Zo’n 40 procent van de planten en dieren op het rif is er slecht aan toe. Maar dat alle tropische koraalriffen het einde van deze eeuw waarschijnlijk niet zullen halen, is toch wel bijzonder treurig nieuws.

Steeds minder levend koraal

De universiteit van Hawaii verwacht, gebaseerd op het door haar onlangs gepubliceerde onderzoek, dat al in de komende twintig jaar 70 tot 90 procent van de riffen zullen afsterven. We spreken hierover met Bert Hoeksema, senior onderzoeker koraal en koraalriffen bij Naturalis en daarnaast honorair hoogleraar aan de Rijksuniversiteit van Groningen.

Hij volgt sinds 2000 de rapporten over de terugloop van koraal en is uiteraard op de hoogte van het nieuwste onderzoek. «De conditie van veel koraalriffen gaat achteruit. Het koraalrif blijft wel bestaan maar de bedekking aan levend koraal wordt duidelijk minder. Dit gaat geleidelijk doordat verlies wordt afgewisseld door tijdelijk herstel, maar wel snel – in tientallen jaren – als je dit relateert aan hoe veel tijd het kost om koraalriffen op te bouwen», aldus Hoeksema.

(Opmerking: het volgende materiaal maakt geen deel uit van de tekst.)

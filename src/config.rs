use anyhow::{Context, Result};
use chrono::Duration;
use std::collections::HashMap;
use std::path::Path;
use std::str::FromStr;
use tracing::warn;

use crate::geocode::GOOGLE_GEOCODE_URL;

const DEFAULT_SECRETS_PATH: &str = "./secrets.json";
const DEFAULT_TABLE: &str = "pontos_de_onibus";

#[derive(Clone, Debug)]
pub struct Config {
    pub supabase_url: String,
    pub supabase_key: String,
    pub google_maps_api_key: String,
    pub table_name: String,
    pub geocode_url: String,
    pub port: u16,
    pub data_dir: String,
    pub row_cache_ttl: Duration,
    pub geocode_cache_ttl: Duration,
    pub geocode_concurrency: usize,
}

impl Config {
    /// Secrets come from the JSON secrets file first, then the environment.
    /// Missing secrets are left empty and fail at request time.
    pub fn load() -> Result<Self> {
        let path = std::env::var("SECRETS_PATH").unwrap_or_else(|_| DEFAULT_SECRETS_PATH.into());
        let secrets = read_secrets(Path::new(&path))?;
        Ok(Self::from_sources(&secrets, |k| std::env::var(k).ok()))
    }

    pub fn from_sources(
        secrets: &HashMap<String, String>,
        env: impl Fn(&str) -> Option<String>,
    ) -> Self {
        let secret = |k: &str| {
            secrets
                .get(k)
                .cloned()
                .or_else(|| env(k))
                .unwrap_or_default()
        };
        let var = |k: &str, default: &str| env(k).unwrap_or_else(|| default.to_string());

        Self {
            supabase_url: secret("SUPABASE_URL"),
            supabase_key: secret("SUPABASE_KEY"),
            google_maps_api_key: secret("GOOGLE_MAPS_API_KEY"),
            table_name: var("TABLE_NAME", DEFAULT_TABLE),
            geocode_url: var("GEOCODE_URL", GOOGLE_GEOCODE_URL),
            port: parse_or(&env, "PORT", 3000),
            data_dir: var("DATA_DIR", "./data"),
            row_cache_ttl: Duration::seconds(parse_or(&env, "ROW_CACHE_TTL_SECS", 300)),
            geocode_cache_ttl: Duration::seconds(parse_or(&env, "GEOCODE_CACHE_TTL_SECS", 86_400)),
            geocode_concurrency: parse_or(&env, "GEOCODE_CONCURRENCY", 4),
        }
    }
}

fn parse_or<T: FromStr + Copy>(env: &impl Fn(&str) -> Option<String>, key: &str, default: T) -> T {
    match env(key) {
        Some(raw) => raw.trim().parse().unwrap_or_else(|_| {
            warn!(key, value = %raw, "Unparsable setting, using default");
            default
        }),
        None => default,
    }
}

fn read_secrets(path: &Path) -> Result<HashMap<String, String>> {
    if !path.exists() {
        return Ok(HashMap::new());
    }
    let raw = std::fs::read_to_string(path)
        .with_context(|| format!("reading secrets file {}", path.display()))?;
    serde_json::from_str(&raw).with_context(|| format!("parsing secrets file {}", path.display()))
}
use crate::cache::TtlCache;
use crate::geocode::LatLon;
use compact_str::CompactString;

use anyhow::{Context, Result};
use chrono::{DateTime, Utc};
use serde::{Deserialize, Serialize};
use std::fs::File;
use std::io::{BufWriter, Write};
use std::path::Path;
use tracing::info;

const GEOCODES_FILE: &str = "geocodes.bin";

#[derive(Debug, Serialize, Deserialize)]
struct SavedGeocode {
    address: CompactString,
    point: LatLon,
    expires_at: i64,
}

/// Writes live geocode entries to `{dir}/geocodes.bin`.
pub fn save_geocodes(cache: &TtlCache<CompactString, LatLon>, dir: &str) -> Result<usize> {
    std::fs::create_dir_all(dir).with_context(|| format!("creating {}", dir))?;

    let saved: Vec<SavedGeocode> = cache
        .snapshot()
        .into_iter()
        .map(|(address, entry)| SavedGeocode {
            address,
            point: entry.value,
            expires_at: entry.expires_at.timestamp(),
        })
        .collect();

    // Temp file then rename, readers never see a partial snapshot
    let path = Path::new(dir).join(GEOCODES_FILE);
    let tmp = Path::new(dir).join(format!("{}.tmp", GEOCODES_FILE));
    let mut f = BufWriter::new(File::create(&tmp)?);
    bincode::serialize_into(&mut f, &saved)?;
    f.flush()?;
    std::fs::rename(&tmp, &path)?;

    Ok(saved.len())
}

/// Restores entries that have not expired yet.
pub fn load_geocodes(cache: &TtlCache<CompactString, LatLon>, dir: &str) -> Result<usize> {
    let path = Path::new(dir).join(GEOCODES_FILE);
    if !path.exists() {
        return Ok(0);
    }

    let f = File::open(&path)?;
    let saved: Vec<SavedGeocode> = bincode::deserialize_from(f)
        .with_context(|| format!("decoding {}", path.display()))?;

    let before = cache.len();
    for s in saved {
        if let Some(expires_at) = DateTime::<Utc>::from_timestamp(s.expires_at, 0) {
            cache.put_until(s.address, s.point, expires_at);
        }
    }
    let loaded = cache.len() - before;
    info!(loaded, "Loaded geocodes from disk");
    Ok(loaded)
}
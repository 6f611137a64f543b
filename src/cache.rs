use chrono::{DateTime, Duration, Utc};
use dashmap::DashMap;
use std::hash::Hash;
use std::sync::Arc;

pub trait Clock: Send + Sync {
    fn now(&self) -> DateTime<Utc>;
}

pub struct SystemClock;

impl Clock for SystemClock {
    fn now(&self) -> DateTime<Utc> {
        Utc::now()
    }
}

/// Clock that only moves when told to.
#[cfg(test)]
pub struct ManualClock {
    now: std::sync::Mutex<DateTime<Utc>>,
}

#[cfg(test)]
impl ManualClock {
    pub fn new(start: DateTime<Utc>) -> Self {
        Self {
            now: std::sync::Mutex::new(start),
        }
    }

    pub fn advance(&self, by: Duration) {
        let mut now = self.now.lock().unwrap();
        *now += by;
    }
}

#[cfg(test)]
impl Clock for ManualClock {
    fn now(&self) -> DateTime<Utc> {
        *self.now.lock().unwrap()
    }
}

#[derive(Clone, Debug)]
pub struct CacheEntry<V> {
    pub value: V,
    pub expires_at: DateTime<Utc>,
}

/// Concurrent map whose entries stop being visible once their TTL runs out.
/// Expired entries stay in memory until the next `get` on the same key or a
/// `purge_expired` sweep.
pub struct TtlCache<K, V> {
    entries: DashMap<K, CacheEntry<V>>,
    clock: Arc<dyn Clock>,
}

impl<K, V> TtlCache<K, V>
where
    K: Eq + Hash + Clone,
    V: Clone,
{
    pub fn new(clock: Arc<dyn Clock>) -> Self {
        Self {
            entries: DashMap::new(),
            clock,
        }
    }

    pub fn get(&self, key: &K) -> Option<V> {
        let now = self.clock.now();
        {
            let entry = self.entries.get(key)?;
            if entry.expires_at > now {
                return Some(entry.value.clone());
            }
        }
        // Ref guard must be dropped before removing, DashMap deadlocks otherwise
        self.entries.remove_if(key, |_, e| e.expires_at <= now);
        None
    }

    pub fn put(&self, key: K, value: V, ttl: Duration) {
        let expires_at = self.clock.now() + ttl;
        self.entries.insert(key, CacheEntry { value, expires_at });
    }

    /// Inserts with an absolute expiry, used when restoring a snapshot.
    pub fn put_until(&self, key: K, value: V, expires_at: DateTime<Utc>) {
        if expires_at > self.clock.now() {
            self.entries.insert(key, CacheEntry { value, expires_at });
        }
    }

    pub fn purge_expired(&self) -> usize {
        let now = self.clock.now();
        let before = self.entries.len();
        self.entries.retain(|_, e| e.expires_at > now);
        before - self.entries.len()
    }

    /// Live entries only.
    pub fn snapshot(&self) -> Vec<(K, CacheEntry<V>)> {
        let now = self.clock.now();
        self.entries
            .iter()
            .filter(|r| r.value().expires_at > now)
            .map(|r| (r.key().clone(), r.value().clone()))
            .collect()
    }

    pub fn len(&self) -> usize {
        self.entries.len()
    }
}

#[cfg(test)]
mod tests {
    use super::*;

    fn cache() -> (Arc<ManualClock>, TtlCache<String, u32>) {
        let clock = Arc::new(ManualClock::new(Utc::now()));
        let cache = TtlCache::new(clock.clone());
        (clock, cache)
    }

    #[test]
    fn test_entry_visible_until_ttl() {
        let (clock, cache) = cache();
        cache.put("a".to_string(), 1, Duration::seconds(300));

        clock.advance(Duration::seconds(299));
        assert_eq!(cache.get(&"a".to_string()), Some(1));

        clock.advance(Duration::seconds(1));
        assert_eq!(cache.get(&"a".to_string()), None);
        assert_eq!(cache.len(), 0, "Expired entry should be removed on access");
    }

    #[test]
    fn test_purge_keeps_live_entries() {
        let (clock, cache) = cache();
        cache.put("short".to_string(), 1, Duration::seconds(10));
        cache.put("long".to_string(), 2, Duration::seconds(1000));

        clock.advance(Duration::seconds(60));
        assert_eq!(cache.purge_expired(), 1);
        assert_eq!(cache.get(&"long".to_string()), Some(2));
        assert_eq!(cache.get(&"short".to_string()), None);
    }

    #[test]
    fn test_put_until_ignores_past_expiry() {
        let (clock, cache) = cache();
        let now = clock.now();
        cache.put_until("old".to_string(), 1, now - Duration::seconds(1));
        cache.put_until("new".to_string(), 2, now + Duration::seconds(1));

        assert_eq!(cache.len(), 1);
        let snap = cache.snapshot();
        assert_eq!(snap.len(), 1);
        assert_eq!(snap[0].0, "new");
    }
}
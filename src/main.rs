use anyhow::Result;
use std::sync::Arc;
use std::time::Duration;
use tracing::{error, info, warn};
use tracing_subscriber::EnvFilter;
use warp::Filter;

mod address;
mod cache;
mod config;
mod dashboard;
mod error;
mod filter;
mod gc;
mod geocode;
mod persistence;
mod presentation;
mod server;
mod source;
mod state;
mod table;

use cache::SystemClock;
use config::Config;
use persistence::{load_geocodes, save_geocodes};
use state::LiveState;

const PERSIST_EVERY: Duration = Duration::from_secs(60);
const GC_EVERY: Duration = Duration::from_secs(600);

#[tokio::main]
async fn main() -> Result<()> {
    tracing_subscriber::fmt()
        .with_env_filter(EnvFilter::try_from_default_env().unwrap_or_else(|_| EnvFilter::new("info")))
        .init();

    // 1. Config and state
    let cfg = Config::load()?;
    info!(table = %cfg.table_name, port = cfg.port, "Starting bus stop dashboard");
    let state = Arc::new(LiveState::live(&cfg, Arc::new(SystemClock))?);

    // 2. Warm the geocode cache from disk
    if let Err(e) = load_geocodes(&state.geocodes, &cfg.data_dir) {
        warn!("Failed to load saved geocodes: {:#}", e);
    }

    // 3. Persistence loop
    let state_persist = state.clone();
    let data_dir = cfg.data_dir.clone();
    tokio::spawn(async move {
        loop {
            tokio::time::sleep(PERSIST_EVERY).await;
            if let Err(e) = save_geocodes(&state_persist.geocodes, &data_dir) {
                error!("Error saving geocodes: {:#}", e);
            }
        }
    });

    // 4. Cache GC loop
    let state_gc = state.clone();
    tokio::spawn(async move {
        loop {
            tokio::time::sleep(GC_EVERY).await;
            gc::purge_expired(&*state_gc);
        }
    });

    // 5. HTTP server
    let routes = server::routes(state.clone()).with(warp::trace::request());
    let (addr, server) = warp::serve(routes)
        .try_bind_with_graceful_shutdown(([0, 0, 0, 0], cfg.port), async {
            let _ = tokio::signal::ctrl_c().await;
        })?;
    info!("Server running at http://{}", addr);
    server.await;

    info!("Shutting down, saving geocodes");
    save_geocodes(&state.geocodes, &cfg.data_dir)?;
    Ok(())
}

Tropische koraalriffen hebben te kampen met de gevolgen van klimaatverandering om twee redenen: hitte en verzuring door kooldioxide.

Verbleking door opwarming water

«Rifkoralen leven in symbiose met eencellige algen die zich bevinden in het dunne laagje van zacht transparant weefsel aan de buitenzijde van het dier. Die algen zorgen voor voedsel. Binnenin vind je een hard kalkskelet, dat snel kan groeien dankzij de algen.

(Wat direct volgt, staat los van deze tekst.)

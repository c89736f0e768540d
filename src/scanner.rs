use anyhow::{Context, Result};
use std::io::Read;
use std::slice;
use tracing::info;

use crate::feed::FeedDescriptor;
use crate::filter::FeedFilter;
use crate::zip::{ZipArchive, ZipFileEntry};

/// Suffix marking archive entries that hold feed documents
pub const FEED_SUFFIX: &str = ".xml";

/// A feed document found in the archive
#[derive(Debug, Clone)]
pub struct Feed {
    /// Base name of the entry without the `.xml` suffix
    pub name: String,
    pub descriptor: FeedDescriptor,
}

/// Name of the feed stored in `entry`, or `None` if the entry is not a feed
pub fn feed_name(entry: &ZipFileEntry) -> Option<&str> {
    if entry.is_directory || !entry.file_name.ends_with(FEED_SUFFIX) {
        return None;
    }
    let base = entry.base_name();
    Some(base.strip_suffix(FEED_SUFFIX).unwrap_or(base))
}

/// Walks the archive in directory order and yields every selected feed.
///
/// Entries that are not feeds, or that the filter rejects, are skipped
/// without being read. Callers are expected to stop at the first error.
pub struct FeedScanner<'a> {
    archive: &'a ZipArchive,
    filter: &'a FeedFilter,
    entries: slice::Iter<'a, ZipFileEntry>,
}

impl<'a> FeedScanner<'a> {
    pub fn new(archive: &'a ZipArchive, filter: &'a FeedFilter) -> Self {
        Self {
            archive,
            filter,
            entries: archive.entries().iter(),
        }
    }
}

/// Open, read and decode one feed entry; the entry reader is released before parsing
fn load(archive: &ZipArchive, entry: &ZipFileEntry, name: &str) -> Result<Feed> {
    let content = {
        let mut reader = archive
            .open(entry)
            .with_context(|| format!("Can't open {}", entry.file_name))?;
        let mut content = Vec::with_capacity(entry.uncompressed_size.min(1 << 20) as usize);
        reader
            .read_to_end(&mut content)
            .with_context(|| format!("Can't read {}", entry.file_name))?;
        content
    };

    let descriptor = FeedDescriptor::from_xml(&content)
        .with_context(|| format!("Can't parse feed {}", entry.file_name))?;

    Ok(Feed {
        name: name.to_string(),
        descriptor,
    })
}

impl Iterator for FeedScanner<'_> {
    type Item = Result<Feed>;

    fn next(&mut self) -> Option<Self::Item> {
        for entry in self.entries.by_ref() {
            let Some(name) = feed_name(entry) else {
                continue;
            };
            if !self.filter.matches(name) {
                continue;
            }

            info!("+ {}", name);
            return Some(load(self.archive, entry, name));
        }

        None
    }
}

#[cfg(test)]
mod tests {
    use super::*;
    use std::io::{Cursor, Write};
    use zip::write::SimpleFileOptions;

    fn archive(files: &[(&str, &str)]) -> ZipArchive {
        ZipArchive::new(archive_bytes(files)).unwrap()
    }

    /// Stored entries, so contents can be patched in the raw bytes
    fn archive_bytes(files: &[(&str, &str)]) -> Vec<u8> {
        let mut writer = zip::ZipWriter::new(Cursor::new(Vec::new()));
        let options =
            SimpleFileOptions::default().compression_method(zip::CompressionMethod::Stored);
        for (name, content) in files {
            if name.ends_with('/') {
                writer.add_directory(*name, options).unwrap();
            } else {
                writer.start_file(*name, options).unwrap();
                writer.write_all(content.as_bytes()).unwrap();
            }
        }
        writer.finish().unwrap().into_inner()
    }

    #[test]
    fn yields_only_xml_entries_in_directory_order() {
        // README.md and the .xml.bak are not feeds and would fail to parse
        let archive = archive(&[
            ("feeds-master/", ""),
            ("feeds-master/Rust.xml", "<entry><version>1.80</version></entry>"),
            ("feeds-master/README.md", "<<< not xml"),
            ("feeds-master/Go.xml.bak", "<<< not xml"),
            ("feeds-master/Go.xml", "<entry><url>https://x/Go.tgz</url></entry>"),
        ]);
        let filter = FeedFilter::default();

        let feeds: Vec<Feed> = FeedScanner::new(&archive, &filter)
            .collect::<Result<_>>()
            .unwrap();

        let names: Vec<_> = feeds.iter().map(|f| f.name.as_str()).collect();
        assert_eq!(names, ["Rust", "Go"]);
        assert_eq!(feeds[0].descriptor.version, "1.80");
        assert_eq!(feeds[1].descriptor.urls, ["https://x/Go.tgz"]);
    }

    #[test]
    fn filtered_entries_are_not_parsed() {
        let archive = archive(&[
            ("Broken.xml", "<entry><url>"),
            ("Go.xml", "<entry/>"),
        ]);
        let filter = FeedFilter::new(vec!["Go".into()], vec![]);

        let feeds: Vec<Feed> = FeedScanner::new(&archive, &filter)
            .collect::<Result<_>>()
            .unwrap();
        assert_eq!(feeds.len(), 1);
        assert_eq!(feeds[0].name, "Go");
    }

    #[test]
    fn malformed_feed_names_the_entry() {
        let archive = archive(&[("feeds-master/Broken.xml", "<entry><url>")]);
        let filter = FeedFilter::default();

        let err = FeedScanner::new(&archive, &filter).next().unwrap().unwrap_err();
        assert!(err.to_string().contains("Can't parse feed feeds-master/Broken.xml"));
    }

    #[test]
    fn unreadable_entry_ends_the_scan() {
        let mut data = archive_bytes(&[
            ("feeds-master/Bad.xml", "<entry><version>1.0</version></entry>"),
            ("feeds-master/Go.xml", "<entry/>"),
        ]);
        let at = data.windows(4).position(|w| w == b"1.0<").unwrap();
        data[at] = b'2';
        let archive = ZipArchive::new(data).unwrap();
        let filter = FeedFilter::default();

        let err = FeedScanner::new(&archive, &filter).next().unwrap().unwrap_err();
        assert!(err.to_string().contains("Can't read feeds-master/Bad.xml"));
        assert!(format!("{:#}", err).contains("CRC-32 mismatch"));

        // Collecting into a Result stops at the first failing entry
        let feeds: Result<Vec<Feed>> = FeedScanner::new(&archive, &filter).collect();
        assert!(feeds.is_err());
    }
}
//! Mirroring of feed artifacts to local disk.
//!
//! Candidate URLs are tried in order and the first one whose body streams
//! to disk without error wins. Only a failure while copying the body falls
//! through to the next candidate; failing to create the output file or to
//! send the request ends the whole run.

use anyhow::{Context, Result, bail};
use reqwest::Response;
use std::path::PathBuf;
use tokio::fs::File;
use tokio::io::AsyncWriteExt;
use tracing::{debug, info, warn};

use crate::feed::FeedDescriptor;
use crate::io::HttpFetcher;

/// What happened to one feed descriptor
#[derive(Debug, Clone, PartialEq, Eq)]
pub enum MirrorOutcome {
    /// A candidate was copied completely
    Mirrored {
        url: String,
        path: PathBuf,
        bytes: u64,
        /// Candidates that failed mid-copy before this one
        failed_attempts: usize,
    },
    /// Every candidate failed mid-copy, or there were none
    Unavailable { failed_attempts: usize },
}

/// Output file name for a URL: everything after its last `/`.
///
/// A URL without any `/` is used as-is, like a bare file name.
pub fn output_file_name(url: &str) -> &str {
    url.rsplit('/').next().unwrap_or(url)
}

/// Writes feed artifacts into one output directory
pub struct Mirror<'a> {
    fetcher: &'a HttpFetcher,
    output_dir: PathBuf,
}

impl<'a> Mirror<'a> {
    pub fn new(fetcher: &'a HttpFetcher, output_dir: impl Into<PathBuf>) -> Self {
        Self {
            fetcher,
            output_dir: output_dir.into(),
        }
    }

    /// Mirror one descriptor, trying its URLs in priority order.
    ///
    /// # Errors
    ///
    /// Returns an error, ending the run, when a URL has no file name, the
    /// output file can't be created, or the request can't be built or sent.
    /// Body copy failures are logged and the next URL is tried; the partial
    /// file of a failed attempt is left on disk.
    pub async fn mirror(&self, descriptor: &FeedDescriptor) -> Result<MirrorOutcome> {
        let mut failed_attempts = 0;

        for url in &descriptor.urls {
            let file_name = output_file_name(url);
            if file_name.is_empty() {
                bail!("Can't create file for {}: url has no file name", url);
            }

            let path = self.output_dir.join(file_name);
            let mut file = File::create(&path)
                .await
                .with_context(|| format!("Can't create file {}", path.display()))?;

            info!("Fetching {} ...", url);
            let resp = self.fetcher.get(url).await?;
            if !resp.status().is_success() {
                debug!(url = %url, status = %resp.status(), "mirroring non-success response");
            }

            match copy_body(resp, &mut file).await {
                Ok(bytes) => {
                    return Ok(MirrorOutcome::Mirrored {
                        url: url.clone(),
                        path,
                        bytes,
                        failed_attempts,
                    });
                }
                Err(e) => {
                    warn!(
                        "Can't copy http body at {} to {}: {:#}",
                        url,
                        path.display(),
                        e
                    );
                    failed_attempts += 1;
                }
            }
        }

        Ok(MirrorOutcome::Unavailable { failed_attempts })
    }
}

/// Stream a response body into `file`.
///
/// Takes ownership of the response so its connection is released as soon
/// as the copy finishes, whether it succeeded or not.
async fn copy_body(mut resp: Response, file: &mut File) -> Result<u64> {
    let mut written = 0u64;

    let copied = async {
        while let Some(chunk) = resp.chunk().await? {
            file.write_all(&chunk).await?;
            written += chunk.len() as u64;
        }
        Ok::<_, anyhow::Error>(())
    }
    .await;

    // Push out whatever arrived, a failed attempt keeps its partial content
    let flushed = file.flush().await;
    copied?;
    flushed?;

    Ok(written)
}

Anderen lezen ook:  Indoor duiken TODI, The Ultimate Diving Experience

De overwegend goudbruine algen hebben zonlicht nodig. Als de watertemperatuur te snel stijgt, kunnen ze daar niet tegen en willen ze ontsnappen, waardoor de bruine kleur verdwijnt en het witte koraalskelet zichtbaar wordt. Dit is koraalbleking», legt Hoeksema uit. Dat dit proces op de lange duur fataal is voor de poliepen, lijkt onvermijdelijk met de huidige klimaatverandering.

Door de geleidelijke achteruitgang weten we nu amper meer hoe een gezond koraalrif eruit hoort te zien. Foto: Rene Lipmann

In de afgelopen jaren zijn er wereldwijd veel temperatuurrecords gebroken. Uit onderzoek blijkt zelfs dat meerdere golven van koraalverbleking door klimaatverandering inmiddels vijf keer zo vaak voorkomen dan in de jaren tachtig.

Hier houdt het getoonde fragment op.